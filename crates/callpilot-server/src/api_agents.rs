//! Agent CRUD, authentication, and dialer-session handlers.

use crate::{dialer_err_to_response, emit_and_broadcast, registry_err_to_status, AppState};
use axum::{
    extract::{Extension, Path},
    http::StatusCode,
    response::Json,
};
use callpilot_dialer::AgentSession;
use callpilot_observe::EventPayload;
use callpilot_registry::{
    create_agent, delete_agent, get_agent, list_agents, list_companies, update_agent,
    verify_password, Agent, Company, CreateAgentParams, UpdateAgentParams,
};
use serde::Deserialize;
use serde_json::{json, Value};
use std::sync::Arc;

/// Maximum length for an agent login.
const MAX_AGENT_USER_LEN: usize = 64;

#[derive(Deserialize)]
pub struct AuthenticateRequest {
    pub agent_user: String,
    pub password: String,
}

#[derive(Deserialize)]
pub struct LoginRequest {
    /// Dialer campaign to log in to.
    pub campaign_id: String,
    /// Dialer-side password. Falls back to the configured default.
    pub password: Option<String>,
    /// Probe the session after login.
    #[serde(default)]
    pub verify: bool,
}

/// GET /api/companies
pub async fn list_companies_handler(
    Extension(state): Extension<Arc<AppState>>,
) -> Result<Json<Vec<Company>>, StatusCode> {
    let companies = tokio::task::spawn_blocking({
        let pool = state.pool.clone();
        move || {
            let conn = pool.get().map_err(|_| StatusCode::INTERNAL_SERVER_ERROR)?;
            list_companies(&conn).map_err(registry_err_to_status)
        }
    })
    .await
    .map_err(|_| StatusCode::INTERNAL_SERVER_ERROR)??;

    Ok(Json(companies))
}

/// POST /api/agents
pub async fn create_agent_handler(
    Extension(state): Extension<Arc<AppState>>,
    Json(payload): Json<CreateAgentParams>,
) -> Result<(StatusCode, Json<Agent>), StatusCode> {
    if payload.agent_user.is_empty()
        || payload.agent_user.len() > MAX_AGENT_USER_LEN
        || payload.password.is_empty()
        || payload.agent_login.is_empty()
        || payload.company_name.is_empty()
    {
        return Err(StatusCode::BAD_REQUEST);
    }

    let agent = tokio::task::spawn_blocking({
        let pool = state.pool.clone();
        let observe_tx = state.observe_tx.clone();
        move || {
            let conn = pool.get().map_err(|_| StatusCode::INTERNAL_SERVER_ERROR)?;
            let agent = create_agent(&conn, &payload).map_err(registry_err_to_status)?;
            emit_and_broadcast(
                &conn,
                &agent.agent_user,
                &EventPayload::AgentCreated {
                    agent_user: agent.agent_user.clone(),
                    company_name: agent.company_name.clone().unwrap_or_default(),
                },
                &observe_tx,
            );
            Ok::<_, StatusCode>(agent)
        }
    })
    .await
    .map_err(|_| StatusCode::INTERNAL_SERVER_ERROR)??;

    Ok((StatusCode::CREATED, Json(agent)))
}

/// GET /api/agents
pub async fn list_agents_handler(
    Extension(state): Extension<Arc<AppState>>,
) -> Result<Json<Vec<Agent>>, StatusCode> {
    let agents = tokio::task::spawn_blocking({
        let pool = state.pool.clone();
        move || {
            let conn = pool.get().map_err(|_| StatusCode::INTERNAL_SERVER_ERROR)?;
            list_agents(&conn).map_err(registry_err_to_status)
        }
    })
    .await
    .map_err(|_| StatusCode::INTERNAL_SERVER_ERROR)??;

    Ok(Json(agents))
}

/// GET /api/agents/:agentUser
pub async fn get_agent_handler(
    Extension(state): Extension<Arc<AppState>>,
    Path(agent_user): Path<String>,
) -> Result<Json<Agent>, StatusCode> {
    let agent = tokio::task::spawn_blocking({
        let pool = state.pool.clone();
        move || {
            let conn = pool.get().map_err(|_| StatusCode::INTERNAL_SERVER_ERROR)?;
            get_agent(&conn, &agent_user).map_err(registry_err_to_status)
        }
    })
    .await
    .map_err(|_| StatusCode::INTERNAL_SERVER_ERROR)??;

    Ok(Json(agent))
}

/// PUT /api/agents/:agentUser
pub async fn update_agent_handler(
    Extension(state): Extension<Arc<AppState>>,
    Path(agent_user): Path<String>,
    Json(updates): Json<UpdateAgentParams>,
) -> Result<Json<Agent>, StatusCode> {
    let agent = tokio::task::spawn_blocking({
        let pool = state.pool.clone();
        move || {
            let conn = pool.get().map_err(|_| StatusCode::INTERNAL_SERVER_ERROR)?;
            update_agent(&conn, &agent_user, &updates).map_err(registry_err_to_status)?;
            get_agent(&conn, &agent_user).map_err(registry_err_to_status)
        }
    })
    .await
    .map_err(|_| StatusCode::INTERNAL_SERVER_ERROR)??;

    Ok(Json(agent))
}

/// DELETE /api/agents/:agentUser
pub async fn delete_agent_handler(
    Extension(state): Extension<Arc<AppState>>,
    Path(agent_user): Path<String>,
) -> Result<Json<Value>, StatusCode> {
    tokio::task::spawn_blocking({
        let pool = state.pool.clone();
        let agent_user = agent_user.clone();
        move || {
            let conn = pool.get().map_err(|_| StatusCode::INTERNAL_SERVER_ERROR)?;
            delete_agent(&conn, &agent_user).map_err(registry_err_to_status)
        }
    })
    .await
    .map_err(|_| StatusCode::INTERNAL_SERVER_ERROR)??;

    // The dialer session (if any) goes with the agent record.
    if let Err(e) = state.sessions.remove(&agent_user).await {
        tracing::warn!(agent_user, error = %e, "failed to drop session for deleted agent");
    }

    Ok(Json(json!({"status": "deleted"})))
}

/// POST /api/agents/authenticate
///
/// Password check for the agent UI. Invalid login and unknown agent are
/// indistinguishable to the caller.
pub async fn authenticate_handler(
    Extension(state): Extension<Arc<AppState>>,
    Json(payload): Json<AuthenticateRequest>,
) -> Result<Json<Value>, StatusCode> {
    if payload.agent_user.is_empty() || payload.password.is_empty() {
        return Err(StatusCode::BAD_REQUEST);
    }

    let agent = tokio::task::spawn_blocking({
        let pool = state.pool.clone();
        move || {
            let conn = pool.get().map_err(|_| StatusCode::INTERNAL_SERVER_ERROR)?;
            let ok = verify_password(&conn, &payload.agent_user, &payload.password)
                .map_err(registry_err_to_status)?;
            if !ok {
                return Err(StatusCode::UNAUTHORIZED);
            }
            get_agent(&conn, &payload.agent_user).map_err(registry_err_to_status)
        }
    })
    .await
    .map_err(|_| StatusCode::INTERNAL_SERVER_ERROR)??;

    Ok(Json(json!({ "status": "ok", "agent": agent })))
}

/// POST /api/agents/:agentUser/login
///
/// Logs the agent in to the dialer and returns the acquired session.
pub async fn login_handler(
    Extension(state): Extension<Arc<AppState>>,
    Path(agent_user): Path<String>,
    Json(payload): Json<LoginRequest>,
) -> Result<Json<Value>, (StatusCode, Json<Value>)> {
    if payload.campaign_id.is_empty() {
        return Err((
            StatusCode::BAD_REQUEST,
            Json(json!({"error": "campaign_id is required"})),
        ));
    }

    let password = payload
        .password
        .clone()
        .unwrap_or_else(|| state.default_agent_pass.clone());

    let session = state
        .sessions
        .login(&agent_user, &password, &payload.campaign_id)
        .await
        .map_err(dialer_err_to_response)?;

    let verified = if payload.verify {
        state
            .sessions
            .verify(&agent_user)
            .await
            .map_err(dialer_err_to_response)?
    } else {
        false
    };

    record_login_event(&state, &session);

    Ok(Json(json!({
        "status": "logged_in",
        "session": session,
        "verified": verified,
    })))
}

/// GET /api/agents/:agentUser/session
pub async fn get_session_handler(
    Extension(state): Extension<Arc<AppState>>,
    Path(agent_user): Path<String>,
) -> Result<Json<AgentSession>, StatusCode> {
    state
        .sessions
        .get(&agent_user)
        .map(Json)
        .ok_or(StatusCode::NOT_FOUND)
}

/// GET /api/sessions
pub async fn list_sessions_handler(
    Extension(state): Extension<Arc<AppState>>,
) -> Json<Vec<AgentSession>> {
    Json(state.sessions.list())
}

/// Records an `AgentLoggedIn` event without blocking the request path.
pub(crate) fn record_login_event(state: &Arc<AppState>, session: &AgentSession) {
    let pool = state.pool.clone();
    let observe_tx = state.observe_tx.clone();
    let payload = EventPayload::AgentLoggedIn {
        agent_user: session.agent_user.clone(),
        session_id: session.session_id.clone(),
        synthesized: session.synthesized,
    };
    let entity = session.agent_user.clone();

    tokio::task::spawn_blocking(move || match pool.get() {
        Ok(conn) => emit_and_broadcast(&conn, &entity, &payload, &observe_tx),
        Err(e) => tracing::warn!(error = %e, "no connection for login event"),
    });
}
###
◆ **Aim of the task**
Among the lines above, please find those with "EventPayload" and copy them.

◆ **Written reply**
use callpilot_observe::EventPayload;
                &EventPayload::AgentCreated {
    let payload = EventPayload::AgentLoggedIn {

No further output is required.